Kuzovkin is a gentleman fallen on hard times who has lived (and slept in the linen-cupboard) in the Petrov household for 30-odd years, kept on by the now-deceased householder as a kind of fool. When the daughter of the house returns after several years’ absence with her new husband, Kuzovkin is first plied with drink at dinner by a malicious visiting neighbour and then agonisingly humiliated, at which point he blurts out a secret which throws the household into chaos.
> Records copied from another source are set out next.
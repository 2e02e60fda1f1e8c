//! Google Generative Language API wire format

use serde::{Deserialize, Serialize};

// -- Request types --

/// `generateContent` request
#[derive(Debug, Clone, Serialize, Deserialize)]
#[serde(rename_all = "camelCase")]
pub struct GoogleRequest {
    /// Conversation contents
    pub contents: Vec<GoogleContent>,
    /// System instruction, lifted out of the message sequence
    #[serde(default, skip_serializing_if = "Option::is_none")]
    pub system_instruction: Option<GoogleContent>,
    /// Generation configuration
    #[serde(default, skip_serializing_if = "Option::is_none")]
    pub generation_config: Option<GoogleGenerationConfig>,
    /// Tool definitions
    #[serde(default, skip_serializing_if = "Option::is_none")]
    pub tools: Option<Vec<GoogleTool>>,
}

/// Content object containing a role and ordered parts
#[derive(Debug, Clone, Serialize, Deserialize)]
pub struct GoogleContent {
    /// Role ("user" or "model")
    #[serde(default, skip_serializing_if = "Option::is_none")]
    pub role: Option<String>,
    /// Content parts
    #[serde(default)]
    pub parts: Vec<GooglePart>,
}

/// Individual part within a content object
#[derive(Debug, Clone, Serialize, Deserialize)]
#[serde(rename_all = "camelCase")]
pub enum GooglePart {
    /// Text content
    Text(String),
    /// Thinking trace
    Thinking(String),
    /// Inline binary data (base64)
    InlineData(GoogleInlineData),
    /// File reference by URI
    FileData(GoogleFileData),
    /// Function call from the model
    FunctionCall(GoogleFunctionCall),
    /// Function response from the user
    FunctionResponse(GoogleFunctionResponse),
}

/// Inline binary data
#[derive(Debug, Clone, Serialize, Deserialize)]
#[serde(rename_all = "camelCase")]
pub struct GoogleInlineData {
    /// MIME type (e.g. "image/png")
    pub mime_type: String,
    /// Base64-encoded data
    pub data: String,
}

/// File reference
#[derive(Debug, Clone, Serialize, Deserialize)]
#[serde(rename_all = "camelCase")]
pub struct GoogleFileData {
    /// URI of the file resource
    pub file_uri: String,
}

/// Function call issued by the model
#[derive(Debug, Clone, Serialize, Deserialize)]
pub struct GoogleFunctionCall {
    /// Function name
    pub name: String,
    /// Function arguments as JSON
    #[serde(default)]
    pub args: serde_json::Value,
}

/// Function response supplied by the user
#[derive(Debug, Clone, Serialize, Deserialize)]
pub struct GoogleFunctionResponse {
    /// Function name
    pub name: String,
    /// Response content as JSON
    pub response: serde_json::Value,
}

/// Generation configuration
#[derive(Debug, Clone, Default, Serialize, Deserialize)]
#[serde(rename_all = "camelCase")]
pub struct GoogleGenerationConfig {
    /// Sampling temperature
    #[serde(default, skip_serializing_if = "Option::is_none")]
    pub temperature: Option<f64>,
    /// Maximum output tokens
    #[serde(default, skip_serializing_if = "Option::is_none")]
    pub max_output_tokens: Option<u32>,
    /// Thinking token budget (`gemini-2.5` models)
    #[serde(default, skip_serializing_if = "Option::is_none")]
    pub thinking_budget: Option<u32>,
    /// Whether thought summaries should be returned (`gemini-2.5` models)
    #[serde(default, skip_serializing_if = "Option::is_none")]
    pub include_thoughts: Option<bool>,
}

/// Tool definition wrapper
#[derive(Debug, Clone, Serialize, Deserialize)]
#[serde(rename_all = "camelCase")]
pub struct GoogleTool {
    /// Function declarations
    pub function_declarations: Vec<GoogleFunctionDeclaration>,
}

/// Function declaration
#[derive(Debug, Clone, Serialize, Deserialize)]
pub struct GoogleFunctionDeclaration {
    /// Function name
    pub name: String,
    /// Human-readable description
    #[serde(default, skip_serializing_if = "Option::is_none")]
    pub description: Option<String>,
    /// JSON Schema for parameters, sanitized for Google's schema dialect
    #[serde(default, skip_serializing_if = "Option::is_none")]
    pub parameters: Option<serde_json::Value>,
}

// -- Response types --

/// `generateContent` response; streaming chunks reuse the same shape
#[derive(Debug, Clone, Serialize, Deserialize)]
#[serde(rename_all = "camelCase")]
pub struct GoogleResponse {
    /// Generated candidates
    #[serde(default)]
    pub candidates: Vec<GoogleCandidate>,
    /// Token usage metadata
    #[serde(default)]
    pub usage_metadata: Option<GoogleUsageMetadata>,
}

/// Generated candidate
#[derive(Debug, Clone, Serialize, Deserialize)]
#[serde(rename_all = "camelCase")]
pub struct GoogleCandidate {
    /// Generated content
    #[serde(default)]
    pub content: Option<GoogleContent>,
    /// Finish reason; its arrival terminates a stream
    #[serde(default)]
    pub finish_reason: Option<String>,
    /// Thought summaries aggregated into the reasoning trace
    #[serde(default)]
    pub thought_summaries: Option<Vec<GoogleThoughtSummary>>,
}

/// One thought summary entry
#[derive(Debug, Clone, Serialize, Deserialize)]
pub struct GoogleThoughtSummary {
    /// Summary text
    #[serde(default)]
    pub content: String,
}

/// Token usage metadata
#[derive(Debug, Clone, Default, Serialize, Deserialize)]
#[serde(rename_all = "camelCase")]
pub struct GoogleUsageMetadata {
    /// Prompt token count
    #[serde(default)]
    pub prompt_token_count: u32,
    /// Candidates token count
    #[serde(default)]
    pub candidates_token_count: u32,
    /// Total token count
    #[serde(default)]
    pub total_token_count: u32,
    /// Thinking token count
    #[serde(default)]
    pub thoughts_token_count: Option<u32>,
}

// -- Error response --

/// Error response body
#[derive(Debug, Clone, Serialize, Deserialize)]
pub struct GoogleErrorResponse {
    /// Error details
    pub error: GoogleErrorDetail,
}

/// Error detail
#[derive(Debug, Clone, Serialize, Deserialize)]
pub struct GoogleErrorDetail {
    /// HTTP status code
    #[serde(default)]
    pub code: Option<u32>,
    /// Error message
    pub message: String,
    /// Error status string
    #[serde(default)]
    pub status: Option<String>,
}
The second act follows the husband’s attempts to buy back the fateful words, and Kuzovkin’s own conflicts between his integrity, his ancient family home and his beloved Olga Petrovna.
    
I have always found something deeply suspect about works which affirm particular values only by first thoroughly and loathsomely indulging their opposites. Obviously we need to sympathise with Kuzovkin’s grace under pressure, but there seems to be a worrying authorial, and spectatorial, delight in portraying that pleasure to the point of exquisite pain.
    
This is in no small part due to a pair of magnificent central performances. I have not always been enraptured by Iain Glen, but here he is utterly magnetic, at once dignified and embarrassingly diffident as Kuzovkin. His lengthy, sozzled account of a complicated legal case is a virtuoso piece in itself and makes the required transition from entertaining absurdity to grotesque torture. Applying the red-hot irons is Richard McCabe, an actor who relishes characters at once playful and odious and who on that score may have the role of a lifetime in Tropatchov, an “infamous, fatuous windbag” without a benevolent bone in his sleek, overdressed body. Lucy Bailey’s production is fluent and disciplined, but the drama seems to be driven by the malice rather than the countervailing scruple. And isn’t there something questionable in itself in a production which asks us, at this social and economic moment, to endorse the notion that being revealed as the daughter of a poor man is an unbearable calumny?

Written for the Financial Times.

Copyright © Ian Shuttleworth; all rights reserved.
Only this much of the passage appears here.